Strengthening Your Cybercrime Security Program

You’ll often hear security teams refer to the PPT model – People, Process, and Technology. Hopefully your organization practices basic security hygiene via privileged access, risk assessments, password policies, third-party penetration testing, and other tools. However, it’s worth checking that you’re covering your people and process bases too. Here are the essential building blocks for a healthcare security program.

  • Build a culture of security. Leaders should understand that security impacts all departments, from delayed chemotherapy to HIPAA fines to staff walking out the door when their private information is stolen. Employees should understand their role in protecting patients and colleagues so they follow best practices and don’t try to “cheat” security controls.
  • Invest in the right technology. Tools abound across encryption, backup and disaster recovery, perimeter protection, intrusion detection, and multi-factor and adaptive authentication. But these tools must both satisfy security and compliance protocols and provide a flexible and efficient experience for clinical staff. If providers don’t have frictionless access to patient data, the tools aren’t working.
  • Design an incident response plan.  A recent American Hospital Association podcast described a hospital that had to buy walkie-talkies from Best Buy to keep operations going after a ransomware attack. When attackers infiltrated another hospital and encrypted its 1,300 servers and deposited malware on 5,000 devices, the hospital was forced to operate by paper for a month while they rebuilt their infrastructure. Younger physicians didn’t know how to write orders on paper; no one could access clinic schedules.
  • Train staff. Employees are always your biggest vulnerability. The above mentioned attack started when an employee opened an emailed file from her homeowners association, which had been hacked. Teach staff to recognize the signs of phishing emails and CEO fraud, in which a criminal impersonates a trusted company or leader to request personnel data, gift cards, or an electronic funds transfer. Even basic tips such as hovering over links, confirming sensitive requests, using different passwords, and not opening unexpected attachments can help staff keep the door locked against criminals.
  • Test clinical and administrative staff. Security vendor Barkly found that more than three-quarters of users who said they understood the risks of clicking on links in emails clicked on them anyway. Another study found that 4% of employees clicked 80% of phishing links, and 3% were responsible for 92% of malware events. Testing can identify the employees most at risk and train them before an incident happens.

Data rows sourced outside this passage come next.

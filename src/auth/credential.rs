//! The access/refresh token pair held for an authenticated session.

// self
use crate::{
	_prelude::*,
	auth::{TokenSecret, claims},
};

/// Access + refresh token pair for one authenticated session.
///
/// Created on login, replaced on each successful refresh, and cleared on logout or when a
/// refresh fails for good.
#[derive(Clone, PartialEq, Eq, Serialize, Deserialize)]
pub struct Credential {
	/// Short-lived token attached to outbound requests.
	pub access_token: TokenSecret,
	/// Longer-lived token used solely to mint new access tokens.
	pub refresh_token: TokenSecret,
	/// Instant the pair was issued by login.
	pub issued_at: OffsetDateTime,
	/// Instant of the most recent successful refresh.
	pub refreshed_at: Option<OffsetDateTime>,
}
impl Credential {
	/// Creates a freshly issued credential pair.
	pub fn new(access_token: impl Into<String>, refresh_token: impl Into<String>) -> Self {
		Self {
			access_token: TokenSecret::new(access_token),
			refresh_token: TokenSecret::new(refresh_token),
			issued_at: OffsetDateTime::now_utc(),
			refreshed_at: None,
		}
	}

	/// Overrides the issue instant.
	pub fn with_issued_at(mut self, instant: OffsetDateTime) -> Self {
		self.issued_at = instant;

		self
	}

	/// Returns the credential that results from a refresh.
	///
	/// The refresh token is kept unless the refresh endpoint rotated it.
	pub fn refreshed(
		&self,
		access_token: TokenSecret,
		rotated_refresh: Option<TokenSecret>,
		instant: OffsetDateTime,
	) -> Self {
		Self {
			access_token,
			refresh_token: rotated_refresh.unwrap_or_else(|| self.refresh_token.clone()),
			issued_at: self.issued_at,
			refreshed_at: Some(instant),
		}
	}

	/// Expiry of the access token when it is a JWT carrying `exp`.
	pub fn access_expires_at(&self) -> Option<OffsetDateTime> {
		claims::token_expires_at(&self.access_token)
	}

	/// Returns `true` if the access token is known to be expired at `instant`.
	pub fn is_access_expired_at(&self, instant: OffsetDateTime) -> bool {
		claims::is_token_expired_at(&self.access_token, instant)
	}
}
impl Debug for Credential {
	fn fmt(&self, f: &mut Formatter) -> FmtResult {
		f.debug_struct("Credential")
			.field("access_token", &"<redacted>")
			.field("refresh_token", &"<redacted>")
			.field("issued_at", &self.issued_at)
			.field("refreshed_at", &self.refreshed_at)
			.finish()
	}
}

#[cfg(test)]
mod tests {
	// crates.io
	use time::macros;
	// self
	use super::*;

	#[test]
	fn refresh_keeps_refresh_token_unless_rotated() {
		let issued = macros::datetime!(2025-11-10 12:00 UTC);
		let refreshed_at = issued + Duration::minutes(15);
		let credential = Credential::new("access-1", "refresh-1").with_issued_at(issued);
		let kept = credential.refreshed(TokenSecret::new("access-2"), None, refreshed_at);

		assert_eq!(kept.access_token.expose(), "access-2");
		assert_eq!(kept.refresh_token.expose(), "refresh-1");
		assert_eq!(kept.issued_at, issued);
		assert_eq!(kept.refreshed_at, Some(refreshed_at));

		let rotated = credential.refreshed(
			TokenSecret::new("access-3"),
			Some(TokenSecret::new("refresh-2")),
			refreshed_at,
		);

		assert_eq!(rotated.refresh_token.expose(), "refresh-2");
	}

	#[test]
	fn debug_output_redacts_tokens() {
		let rendered = format!("{:?}", Credential::new("access-secret", "refresh-secret"));

		assert!(!rendered.contains("access-secret"));
		assert!(!rendered.contains("refresh-secret"));
		assert!(rendered.contains("<redacted>"));
	}
}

Stopping Tomorrow’s Attacks with Today’s Security

The rising tide of cybercrime makes a well-fortified security program a must for every healthcare organization, large and small. Attacks will grow more sophisticated; the damage will become more severe. To protect patients, administrative staff, clinicians, and the very future of their organizations, leaders must invest in strong protection if they want to survive in the increasingly digital landscape of healthcare.